The convenience of a regeneration project is related to the possibility of reaching the same performance levels of a new building that is also in the use stage: in this regard, these performances showed complete success. It can therefore be said that the reason why deep-renovation projects are not pursued does not derive from environmental convenience but rather from the fact that demolition and reconstruction projects are much easier to conduct and perhaps even faster, from the point of view of ordinary construction operators.

ProGETonE has required a lot of design effort and also has seen an increase in costs and impacts from the early stage of design to the design development. On top of that, according to this being a preliminary project, students living in the building were not supposed to leave during construction work, but finally, they had to leave due to additional refurbishment interventions inside the building, thus increasing total project costs.

This also clarifies the fact that light renovation projects are mostly common in recent years in Europe: they are characterized by lighter construction site operations and lower initial construction costs. In any case, in the ProGETonE project, additional costs were justified by an increase in floor surface and higher final performance levels, while in the case of light renovation, the increase in building performance would have been minor.

6. Conclusions

The Concept Design Stage has the task of defining the construction materials and building components included in the building and specifically in the GET system, which is used as exoskeleton and extension. Therefore, LCA evaluation for CDS has the goal of comparing different design alternatives with the available data. As previously mentioned in the method section, this evaluation can have a quite large range of tolerance, as it is a comparison, i.e., LCA (and LCC) outputs will be evaluated in relation to each other. The LCA evaluation in the Technical Design Stage, instead, is based on the detailed or executive cost plan. Therefore, the range of accuracy has to be very small. Therefore, the use of updated and specific datasets is of capital importance. In any case, from the standpoint of the evaluation of the LCA outputs in the different stages of the designing process, it can be said that the total GWP estimate of the Concept Design should be conceptually higher than the Technical Design one, to avoid taking project risks. This was not the case in the considered pilot study, because of the use of innovative technologies and a lack of experience concerning the specific deep-renovation strategy of the project. The GWP in TDS is, indeed, 54% higher than in CDS in the very first evaluation step performed with parametric modelling, or 17% higher than CDS when including the complete modelling.

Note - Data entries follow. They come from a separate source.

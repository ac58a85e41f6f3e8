use crate::server::{
    ServerError, ServerRouter,
    auth::Viewer,
    json::Json,
    schema::{FeedSchema, GraphQlEnvelope},
};
use async_graphql::http::GraphiQLSource;
use async_graphql_axum::GraphQLRequest;
use axum::{extract::State, response::Html};
use axum_extra::routing::{RouterExt, TypedPath};
use serde::Deserialize;

pub fn routes() -> ServerRouter {
    ServerRouter::new()
        .typed_get(graphiql)
        .typed_post(graphql)
}

#[derive(TypedPath, Deserialize)]
#[typed_path("/graphql", rejection(ServerError))]
struct GraphQlPath();

async fn graphiql(GraphQlPath(): GraphQlPath) -> Html<String> {
    Html(GraphiQLSource::build().endpoint(GraphQlPath::PATH).finish())
}

async fn graphql(
    GraphQlPath(): GraphQlPath,
    State(schema): State<FeedSchema>,
    viewer: Viewer,
    request: GraphQLRequest<ServerError>,
) -> Json<GraphQlEnvelope> {
    let response = schema.execute(request.into_inner().data(viewer)).await;

    Json(response.into())
}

In any case, there is no doubt that the overall environmental impact of a renovation project is much smaller than a demolition and reconstruction project. In fact, considering the average impact of new structures and of a demolition phase, which create a large amount of mass because of the new construction process and a large amount of waste because of the demolition, a deep renovation surely can reduce the overall impact of construction. This is due to the total balance of built and demolished quantities of materials versus the renovation case without considering the use or operation stage. Therefore, overall, the deep-renovation strategy of ProGETonE is surely more environmentally sustainable than demolition and reconstruction, but reliable LCA results require important technical insights.